No longer than a year ago, the UNWTO, the World Tourism Organization, declared that, with over a billion tourists traveling to international destinations, tourism is to be considered the primary economic sector, whose turnover contributes to 10% of GDP and 6% of total exports worldwide. For a long time, travel has been the most powerful and appreciated factor of social stratification, the material with which new social, political, economic and cultural hierarchies have been increasingly constructed and reconstructed on a global scale. Now the agency official website page calls for a strong political support and joint action to rebuild confidence and kick-start tourism.
A year after the pandemic people no longer travel, or at least, they travel little and only for strictly necessary reasons. The images of the world we are receiving are harsh; they have nothing to do with the white beaches, turquoise seas or smiling faces in traditional costumes that we are used to. Nonetheless wide world there is pressure to organize a safe world.
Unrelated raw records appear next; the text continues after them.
//! API Lambda handler and request processing

pub mod auth;
pub mod handler;
pub mod helpers;
pub mod parsing;
pub mod view;

// Re-export the main handler for convenience
pub use auth::Authenticator;
pub use handler::{function_handler, handle_request};
pub use view::SlackView;
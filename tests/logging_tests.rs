use slackcmd::setup_logging;

#[test]
fn test_logging_setup() {
    // A second call must not panic either
    let result = std::panic::catch_unwind(|| {
        setup_logging();
        setup_logging();
    });

    assert!(result.is_ok(), "setup_logging function should not panic");
}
Vaccination passports, border checkpoints, access-controlled restaurants, hotels, ships, trains and Covid tested flights must guarantee the right to mobility for all.
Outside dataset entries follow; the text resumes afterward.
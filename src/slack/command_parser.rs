use percent_encoding::percent_decode_str;
use serde::{Deserialize, Serialize};
use std::collections::HashMap;

use crate::errors::SlackError;

/// Structure representing a Slack slash command event.
/// This contains all the fields that Slack sends when a user invokes a slash command.
#[derive(Debug, Clone, Default, Deserialize, Serialize)]
pub struct SlackCommandEvent {
    pub token: String,
    pub team_id: String,
    pub team_domain: String,
    pub channel_id: String,
    pub channel_name: String,
    pub user_id: String,
    pub user_name: String,
    pub command: String,
    pub text: String,
    pub response_url: String,
    pub trigger_id: String,
}

/// Decodes a URL-encoded form component (`+` stands for a space).
///
/// # Errors
///
/// Returns an error message if the decoded bytes are not valid UTF-8.
///
/// # Examples
///
/// ```
/// use slackcmd::slack::command_parser::decode_url_component;
///
/// assert_eq!(decode_url_component("hello%20world").unwrap(), "hello world");
/// assert_eq!(decode_url_component("hello+world").unwrap(), "hello world");
/// ```
pub fn decode_url_component(input: &str) -> Result<String, String> {
    let spaced = input.replace('+', " ");
    percent_decode_str(&spaced)
        .decode_utf8()
        .map(|s| s.to_string())
        .map_err(|e| format!("Failed to decode URL component: {e}"))
}

/// Parses URL-encoded form data into a [`SlackCommandEvent`].
///
/// Missing fields are left empty; the authenticator and tokenizer decide
/// what an empty token or text means.
///
/// # Errors
///
/// Returns [`SlackError::ParseError`] if a key or value fails to decode.
///
/// # Examples
///
/// ```
/// use slackcmd::slack::command_parser::parse_form_data;
///
/// let form_data = "token=abc123&team_id=T123&channel_name=general&\
///                  command=%2Fkv&text=echo+-u+hello";
///
/// let event = parse_form_data(form_data).unwrap();
/// assert_eq!(event.command, "/kv");
/// assert_eq!(event.text, "echo -u hello");
/// ```
pub fn parse_form_data(form_data: &str) -> Result<SlackCommandEvent, SlackError> {
    let mut map: HashMap<String, String> = HashMap::new();

    for pair in form_data.split('&') {
        if let Some((raw_key, raw_value)) = pair.split_once('=') {
            let key = decode_url_component(raw_key)
                .map_err(|e| SlackError::ParseError(format!("Failed to decode key: {e}")))?;
            let value = decode_url_component(raw_value)
                .map_err(|e| SlackError::ParseError(format!("Failed to decode value: {e}")))?;
            map.insert(key, value);
        }
    }

    let mut field = |name: &str| map.remove(name).unwrap_or_default();

    Ok(SlackCommandEvent {
        token: field("token"),
        team_id: field("team_id"),
        team_domain: field("team_domain"),
        channel_id: field("channel_id"),
        channel_name: field("channel_name"),
        user_id: field("user_id"),
        user_name: field("user_name"),
        command: field("command"),
        text: field("text"),
        response_url: field("response_url"),
        trigger_id: field("trigger_id"),
    })
}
Travel is being designed and corridors are being opened to destinations with assured vaccinations; the Maldives, Seychelles, Dubai and the United States are privileged partners in the protocol drawn up on the parameters of the European Union’s Digital Green Certificate. Tourism is necessary and essential, an important growth factor, so far considered exponential and unlimited. The pandemic has shown its discrepancies.
Freedom of movement
We have forgotten that the right to recreational mobility was and is a privilege for a few people belonging to the globe rich regions. The growing abolition of visas in many countries is joined to the tightening of border controls in others: a subtle and discriminating way of separating the tourists from the undesirables; those having the right to move and from those not having it, in a world erecting borders, where the only ones travelling are those fleeing wars and famine. At present the separation and exclusion in space talks about inequality, the one between tourists and migrants, but also the one between tourists and local people.
Market scenarios
In the world southern countries, the very same tourism that has been widely called to solve problems and benefit local communities, and in which widespread investments have been made, risks to upset furthermore their fragile economies. Large tour operators, cruise, airline companies and hotel chains, which have always centralized the entire travel package in their hands, in an all-inclusive, protected and insured way, will in fact leave very little at the arrival destinations, because excursions, free shopping and opportunities to meet the population will be reduced to a minimum.
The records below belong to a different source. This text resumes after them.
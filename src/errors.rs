use thiserror::Error;

#[derive(Debug, Error)]
pub enum SlackError {
    #[error("access denied")]
    AuthorizationError,

    #[error("malformed command ({0}); check your quotes")]
    MalformedCommand(String),

    #[error("invalid parser configuration: {0}")]
    ConfigurationError(String),

    #[error("unrecognized argument '{0}'; try 'help'")]
    UnrecognizedArgument(String),

    #[error("invalid arguments: {0}")]
    InvalidArguments(String),

    #[error("unknown subcommand '{0}'; try 'help'")]
    UnknownCommand(String),

    #[error("{0}")]
    HandlerError(String),

    #[error("internal handler failure: {0}")]
    InternalError(String),

    #[error("Failed to parse Slack event: {0}")]
    ParseError(String),

    #[error("Failed to load configuration: {0}")]
    ConfigError(String),
}

impl SlackError {
    /// Errors that indicate a defect rather than bad user input.
    ///
    /// These are never turned into a chat reply; the API layer answers them
    /// with a server error instead.
    #[must_use]
    pub fn is_fatal(&self) -> bool {
        matches!(
            self,
            SlackError::ConfigurationError(_)
                | SlackError::InternalError(_)
                | SlackError::ConfigError(_)
        )
    }
}

impl From<anyhow::Error> for SlackError {
    fn from(error: anyhow::Error) -> Self {
        SlackError::HandlerError(error.to_string())
    }
}

impl From<serde_json::Error> for SlackError {
    fn from(error: serde_json::Error) -> Self {
        SlackError::ParseError(error.to_string())
    }
}

impl From<shell_words::ParseError> for SlackError {
    fn from(error: shell_words::ParseError) -> Self {
        SlackError::MalformedCommand(error.to_string())
    }
}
Dependence on global markets now shows its full vulnerability; it is unthinkable not to take into account the crisis following the pandemic in economic, environmental and social terms. Covid has changed the geopolitical map of the planet where many jobs and businesses depend on the tourism industry. What will occur soon in Brazil, Africa or even here in our small Italy?
The focus on the economic side, on numerical flows, transport or investments undermines the sites of the tourist experience revealing their fragility. We no longer remember the gigantic ships appearing from the background of St Mark’s Square in Venice or Florence, Rome and other cities of art, destinations of mass organized circuits with their problems of over tourism and gentrification. Once again, the dilemma of the sector comes up: resource or exploitation? The paradox lies on its blurred boundary.
For a culture of tourism
The pandemic offers us the opportunity to reconsider the kind of tourism – incoming and outgoing – we would like for our future; to rethink its assumptions in a new vision that goes beyond the narrow horizon of tomorrow. Although we certainly cannot get out of the market – according to Serge Latouche never being fair by nature – we may wish for one being more human and supportive, respectful of our life framework. This period of suspension has made us aware there is a different pace from the whirling speed we have become accustomed and the unbridled consumption of goods and services that are functional to the founding myth of the capitalist market society.
We could take advantage of this to adopt good practices that respect the environment, cultivate common spaces and look after our heritage. So not just cultural tourism, but a culture of tourism to set back the human being, his places and his community to the center of our choices.